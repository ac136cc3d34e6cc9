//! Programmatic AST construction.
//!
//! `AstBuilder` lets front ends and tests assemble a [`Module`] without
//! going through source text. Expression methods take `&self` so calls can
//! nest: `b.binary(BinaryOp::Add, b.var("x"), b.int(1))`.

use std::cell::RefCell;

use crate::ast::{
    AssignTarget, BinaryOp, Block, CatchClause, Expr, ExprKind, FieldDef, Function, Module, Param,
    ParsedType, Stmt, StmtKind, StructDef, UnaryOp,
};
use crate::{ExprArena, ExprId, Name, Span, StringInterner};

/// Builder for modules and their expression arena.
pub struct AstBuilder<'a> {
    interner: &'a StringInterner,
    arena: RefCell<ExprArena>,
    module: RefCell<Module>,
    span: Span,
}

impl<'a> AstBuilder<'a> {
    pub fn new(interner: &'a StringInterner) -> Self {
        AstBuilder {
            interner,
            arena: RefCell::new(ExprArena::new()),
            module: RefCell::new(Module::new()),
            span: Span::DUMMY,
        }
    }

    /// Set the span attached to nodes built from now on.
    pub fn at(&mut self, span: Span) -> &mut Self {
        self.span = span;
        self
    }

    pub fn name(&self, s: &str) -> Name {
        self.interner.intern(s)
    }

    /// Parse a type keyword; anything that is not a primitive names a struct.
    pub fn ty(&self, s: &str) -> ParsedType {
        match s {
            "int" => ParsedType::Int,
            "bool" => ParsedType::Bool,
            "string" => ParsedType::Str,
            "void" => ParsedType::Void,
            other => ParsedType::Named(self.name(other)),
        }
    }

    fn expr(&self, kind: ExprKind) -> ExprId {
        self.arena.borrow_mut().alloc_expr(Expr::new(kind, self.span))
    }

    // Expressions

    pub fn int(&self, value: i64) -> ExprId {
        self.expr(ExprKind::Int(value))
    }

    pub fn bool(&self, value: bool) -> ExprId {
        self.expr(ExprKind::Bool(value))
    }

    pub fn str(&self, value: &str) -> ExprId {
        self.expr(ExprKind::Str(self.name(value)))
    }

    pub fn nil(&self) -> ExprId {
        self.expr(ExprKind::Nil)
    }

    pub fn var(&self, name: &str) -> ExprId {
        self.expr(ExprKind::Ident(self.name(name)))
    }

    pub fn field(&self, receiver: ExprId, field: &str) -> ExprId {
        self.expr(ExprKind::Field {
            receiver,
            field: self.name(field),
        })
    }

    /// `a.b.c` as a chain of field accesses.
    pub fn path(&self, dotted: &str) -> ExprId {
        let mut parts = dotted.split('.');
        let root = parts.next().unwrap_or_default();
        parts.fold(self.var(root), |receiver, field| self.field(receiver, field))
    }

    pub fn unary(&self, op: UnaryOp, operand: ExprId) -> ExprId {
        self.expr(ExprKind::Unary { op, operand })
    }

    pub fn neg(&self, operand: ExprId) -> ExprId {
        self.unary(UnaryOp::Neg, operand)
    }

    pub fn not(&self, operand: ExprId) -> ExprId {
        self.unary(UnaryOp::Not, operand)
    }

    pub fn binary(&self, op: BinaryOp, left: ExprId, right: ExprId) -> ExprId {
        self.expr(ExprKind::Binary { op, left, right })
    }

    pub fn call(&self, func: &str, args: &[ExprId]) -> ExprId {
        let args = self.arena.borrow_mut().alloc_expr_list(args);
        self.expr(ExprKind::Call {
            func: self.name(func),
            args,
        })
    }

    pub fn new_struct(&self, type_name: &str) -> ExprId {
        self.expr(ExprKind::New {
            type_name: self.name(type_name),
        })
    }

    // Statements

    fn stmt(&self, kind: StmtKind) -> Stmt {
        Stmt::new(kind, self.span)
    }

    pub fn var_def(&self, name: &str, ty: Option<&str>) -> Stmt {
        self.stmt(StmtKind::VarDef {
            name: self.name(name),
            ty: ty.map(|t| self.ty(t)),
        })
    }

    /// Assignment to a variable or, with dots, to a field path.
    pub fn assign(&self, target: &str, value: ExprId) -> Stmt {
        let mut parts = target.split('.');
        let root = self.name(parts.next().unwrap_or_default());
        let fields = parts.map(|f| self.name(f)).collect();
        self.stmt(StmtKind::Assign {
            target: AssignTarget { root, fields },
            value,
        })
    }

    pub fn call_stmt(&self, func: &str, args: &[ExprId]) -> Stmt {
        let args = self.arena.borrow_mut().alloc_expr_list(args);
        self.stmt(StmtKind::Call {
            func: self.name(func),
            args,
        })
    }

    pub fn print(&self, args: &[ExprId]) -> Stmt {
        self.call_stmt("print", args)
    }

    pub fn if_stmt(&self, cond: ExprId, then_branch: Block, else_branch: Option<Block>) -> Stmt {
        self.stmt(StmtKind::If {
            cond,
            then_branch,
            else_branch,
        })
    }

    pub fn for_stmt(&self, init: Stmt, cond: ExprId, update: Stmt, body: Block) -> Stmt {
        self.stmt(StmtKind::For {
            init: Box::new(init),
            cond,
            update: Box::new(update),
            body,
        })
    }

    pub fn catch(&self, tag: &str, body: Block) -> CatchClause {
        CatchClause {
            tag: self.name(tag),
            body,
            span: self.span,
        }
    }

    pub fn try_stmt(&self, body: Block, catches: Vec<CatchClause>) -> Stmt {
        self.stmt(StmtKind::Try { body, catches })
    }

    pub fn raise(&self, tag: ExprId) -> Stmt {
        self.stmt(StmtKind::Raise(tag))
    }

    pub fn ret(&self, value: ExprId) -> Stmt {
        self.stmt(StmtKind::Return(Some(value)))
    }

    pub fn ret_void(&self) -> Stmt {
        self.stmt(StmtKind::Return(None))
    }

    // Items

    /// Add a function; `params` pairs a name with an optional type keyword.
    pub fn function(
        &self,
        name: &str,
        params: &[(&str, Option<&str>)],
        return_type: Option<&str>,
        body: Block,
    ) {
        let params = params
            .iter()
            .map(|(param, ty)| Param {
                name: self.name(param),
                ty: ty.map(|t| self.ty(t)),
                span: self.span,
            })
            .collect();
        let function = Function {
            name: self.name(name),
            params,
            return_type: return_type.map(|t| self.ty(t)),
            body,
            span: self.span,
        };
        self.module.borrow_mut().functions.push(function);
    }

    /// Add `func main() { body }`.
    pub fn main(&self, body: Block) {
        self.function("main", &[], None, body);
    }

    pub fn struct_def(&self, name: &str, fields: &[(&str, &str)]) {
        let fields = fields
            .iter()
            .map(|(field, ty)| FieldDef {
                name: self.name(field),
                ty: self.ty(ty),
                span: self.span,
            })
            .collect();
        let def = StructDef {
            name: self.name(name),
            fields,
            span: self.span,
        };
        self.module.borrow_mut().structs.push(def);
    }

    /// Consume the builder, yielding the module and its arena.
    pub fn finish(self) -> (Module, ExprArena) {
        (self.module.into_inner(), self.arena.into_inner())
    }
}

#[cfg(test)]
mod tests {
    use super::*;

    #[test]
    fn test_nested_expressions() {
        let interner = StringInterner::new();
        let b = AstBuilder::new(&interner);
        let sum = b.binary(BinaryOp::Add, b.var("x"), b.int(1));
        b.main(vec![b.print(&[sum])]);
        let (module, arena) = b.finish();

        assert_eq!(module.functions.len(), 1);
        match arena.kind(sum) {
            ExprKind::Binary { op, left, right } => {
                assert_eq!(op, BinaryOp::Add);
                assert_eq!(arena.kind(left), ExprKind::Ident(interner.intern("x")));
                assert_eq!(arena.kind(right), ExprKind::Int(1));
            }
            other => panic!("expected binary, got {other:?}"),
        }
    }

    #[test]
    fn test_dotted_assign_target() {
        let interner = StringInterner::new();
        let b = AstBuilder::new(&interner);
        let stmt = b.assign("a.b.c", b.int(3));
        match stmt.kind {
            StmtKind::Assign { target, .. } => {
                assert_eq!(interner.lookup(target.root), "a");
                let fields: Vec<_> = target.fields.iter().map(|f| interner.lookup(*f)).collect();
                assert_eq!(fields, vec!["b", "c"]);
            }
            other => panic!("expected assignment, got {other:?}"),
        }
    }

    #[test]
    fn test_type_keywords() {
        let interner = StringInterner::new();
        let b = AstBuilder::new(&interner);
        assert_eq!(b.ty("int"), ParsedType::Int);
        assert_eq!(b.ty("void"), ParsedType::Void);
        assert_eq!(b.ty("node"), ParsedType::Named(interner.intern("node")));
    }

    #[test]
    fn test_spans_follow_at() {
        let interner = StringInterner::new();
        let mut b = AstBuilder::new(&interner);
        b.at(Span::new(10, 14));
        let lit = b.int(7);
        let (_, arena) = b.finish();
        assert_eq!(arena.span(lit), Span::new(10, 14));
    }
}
--
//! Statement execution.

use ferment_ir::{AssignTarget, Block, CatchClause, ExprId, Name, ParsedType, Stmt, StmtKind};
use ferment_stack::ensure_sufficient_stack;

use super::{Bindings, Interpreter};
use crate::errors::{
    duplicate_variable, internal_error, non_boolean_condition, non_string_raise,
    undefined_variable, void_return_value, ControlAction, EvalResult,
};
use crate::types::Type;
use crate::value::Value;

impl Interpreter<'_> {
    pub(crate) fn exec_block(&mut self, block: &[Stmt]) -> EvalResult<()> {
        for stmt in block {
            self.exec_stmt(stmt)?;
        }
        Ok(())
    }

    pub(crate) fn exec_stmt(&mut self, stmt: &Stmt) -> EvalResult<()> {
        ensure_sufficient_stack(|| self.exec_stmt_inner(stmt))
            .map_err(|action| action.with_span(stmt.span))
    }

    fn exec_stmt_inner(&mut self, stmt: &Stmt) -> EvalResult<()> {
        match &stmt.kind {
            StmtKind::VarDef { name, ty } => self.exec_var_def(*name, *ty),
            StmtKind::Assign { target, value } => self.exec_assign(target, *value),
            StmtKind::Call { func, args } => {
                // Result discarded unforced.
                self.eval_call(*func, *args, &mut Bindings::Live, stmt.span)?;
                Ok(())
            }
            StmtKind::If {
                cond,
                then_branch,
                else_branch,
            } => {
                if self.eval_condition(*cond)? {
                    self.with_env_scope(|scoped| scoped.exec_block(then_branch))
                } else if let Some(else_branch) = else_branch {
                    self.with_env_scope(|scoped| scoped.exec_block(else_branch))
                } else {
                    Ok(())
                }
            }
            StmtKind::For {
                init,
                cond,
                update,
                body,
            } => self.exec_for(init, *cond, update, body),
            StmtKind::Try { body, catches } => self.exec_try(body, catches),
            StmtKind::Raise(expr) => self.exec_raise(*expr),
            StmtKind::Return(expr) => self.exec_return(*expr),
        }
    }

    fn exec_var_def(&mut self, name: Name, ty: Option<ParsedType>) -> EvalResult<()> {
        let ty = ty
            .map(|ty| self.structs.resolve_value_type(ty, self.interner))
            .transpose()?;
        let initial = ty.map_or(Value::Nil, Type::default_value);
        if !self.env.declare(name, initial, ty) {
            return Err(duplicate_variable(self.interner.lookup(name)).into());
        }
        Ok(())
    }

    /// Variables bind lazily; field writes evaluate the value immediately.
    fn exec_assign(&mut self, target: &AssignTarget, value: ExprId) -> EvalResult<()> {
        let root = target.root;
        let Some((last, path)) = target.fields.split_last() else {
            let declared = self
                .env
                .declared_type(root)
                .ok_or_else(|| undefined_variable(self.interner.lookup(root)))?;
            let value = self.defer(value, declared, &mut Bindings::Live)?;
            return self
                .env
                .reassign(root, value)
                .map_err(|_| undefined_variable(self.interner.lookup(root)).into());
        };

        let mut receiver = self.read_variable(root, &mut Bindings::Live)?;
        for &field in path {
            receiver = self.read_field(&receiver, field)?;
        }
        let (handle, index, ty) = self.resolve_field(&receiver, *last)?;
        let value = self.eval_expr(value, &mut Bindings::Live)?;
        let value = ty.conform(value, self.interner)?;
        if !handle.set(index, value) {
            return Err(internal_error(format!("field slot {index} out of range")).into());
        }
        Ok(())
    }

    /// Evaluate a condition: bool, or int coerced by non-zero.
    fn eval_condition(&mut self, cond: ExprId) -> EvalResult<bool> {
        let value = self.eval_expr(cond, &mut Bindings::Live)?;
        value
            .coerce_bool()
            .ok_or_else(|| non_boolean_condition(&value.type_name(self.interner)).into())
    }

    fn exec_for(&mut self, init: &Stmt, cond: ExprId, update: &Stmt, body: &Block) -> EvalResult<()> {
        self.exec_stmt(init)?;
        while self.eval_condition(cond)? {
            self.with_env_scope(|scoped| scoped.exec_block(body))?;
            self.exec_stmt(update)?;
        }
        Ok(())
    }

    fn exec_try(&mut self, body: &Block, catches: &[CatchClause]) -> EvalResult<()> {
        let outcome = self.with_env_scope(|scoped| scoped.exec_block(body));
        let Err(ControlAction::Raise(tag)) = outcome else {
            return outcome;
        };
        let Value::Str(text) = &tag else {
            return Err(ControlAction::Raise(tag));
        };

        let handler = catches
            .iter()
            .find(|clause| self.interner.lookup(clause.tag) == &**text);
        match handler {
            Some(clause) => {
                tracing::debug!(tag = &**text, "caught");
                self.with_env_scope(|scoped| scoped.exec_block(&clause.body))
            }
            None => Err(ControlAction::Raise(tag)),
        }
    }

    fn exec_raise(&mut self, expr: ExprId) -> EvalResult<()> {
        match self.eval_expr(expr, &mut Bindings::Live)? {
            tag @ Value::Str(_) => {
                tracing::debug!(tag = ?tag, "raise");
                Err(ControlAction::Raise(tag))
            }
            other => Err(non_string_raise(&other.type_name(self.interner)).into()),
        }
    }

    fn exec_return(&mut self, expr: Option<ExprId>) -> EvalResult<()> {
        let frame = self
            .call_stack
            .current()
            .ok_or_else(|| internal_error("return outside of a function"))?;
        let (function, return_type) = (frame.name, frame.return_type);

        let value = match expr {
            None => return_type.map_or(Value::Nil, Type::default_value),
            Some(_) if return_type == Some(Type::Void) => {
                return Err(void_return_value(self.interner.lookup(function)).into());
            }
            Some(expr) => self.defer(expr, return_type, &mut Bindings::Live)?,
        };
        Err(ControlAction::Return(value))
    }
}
* * *
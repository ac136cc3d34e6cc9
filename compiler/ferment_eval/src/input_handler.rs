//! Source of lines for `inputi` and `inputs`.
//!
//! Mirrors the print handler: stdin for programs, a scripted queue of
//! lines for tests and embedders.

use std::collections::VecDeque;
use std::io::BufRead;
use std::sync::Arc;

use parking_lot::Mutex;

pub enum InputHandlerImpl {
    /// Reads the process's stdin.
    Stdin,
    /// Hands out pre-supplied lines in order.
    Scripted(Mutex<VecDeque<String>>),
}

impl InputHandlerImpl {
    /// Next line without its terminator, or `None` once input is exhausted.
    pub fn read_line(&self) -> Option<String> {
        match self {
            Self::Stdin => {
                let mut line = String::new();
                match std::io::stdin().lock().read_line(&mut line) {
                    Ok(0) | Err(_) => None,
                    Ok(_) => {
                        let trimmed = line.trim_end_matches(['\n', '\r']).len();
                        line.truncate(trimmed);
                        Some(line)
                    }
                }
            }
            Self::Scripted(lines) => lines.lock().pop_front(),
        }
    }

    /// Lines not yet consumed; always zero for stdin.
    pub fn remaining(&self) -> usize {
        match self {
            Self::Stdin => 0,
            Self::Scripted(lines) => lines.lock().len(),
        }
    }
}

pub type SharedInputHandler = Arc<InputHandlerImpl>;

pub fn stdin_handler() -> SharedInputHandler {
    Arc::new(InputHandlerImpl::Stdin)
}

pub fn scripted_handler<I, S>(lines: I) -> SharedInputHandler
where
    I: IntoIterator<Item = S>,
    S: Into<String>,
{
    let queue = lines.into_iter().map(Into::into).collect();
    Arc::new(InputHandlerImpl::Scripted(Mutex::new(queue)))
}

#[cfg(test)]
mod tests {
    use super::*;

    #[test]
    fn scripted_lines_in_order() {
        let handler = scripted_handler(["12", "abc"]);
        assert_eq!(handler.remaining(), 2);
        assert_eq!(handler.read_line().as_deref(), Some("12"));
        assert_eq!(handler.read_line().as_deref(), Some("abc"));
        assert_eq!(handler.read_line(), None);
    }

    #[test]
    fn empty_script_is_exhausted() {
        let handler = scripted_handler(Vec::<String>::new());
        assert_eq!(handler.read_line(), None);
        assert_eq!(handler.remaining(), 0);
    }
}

> **Task details**
In the entries above, find the line with "self.arena.borrow_mut().alloc_expr(Expr::new(kind, self.span))" and the line with "pub fn bool(&self, value: bool)", then restate word for word both of them and every line between, with nothing more.

> **Task response**
        self.arena.borrow_mut().alloc_expr(Expr::new(kind, self.span))
    }

    // Expressions

    pub fn int(&self, value: i64) -> ExprId {
        self.expr(ExprKind::Int(value))
    }

    pub fn bool(&self, value: bool) -> ExprId {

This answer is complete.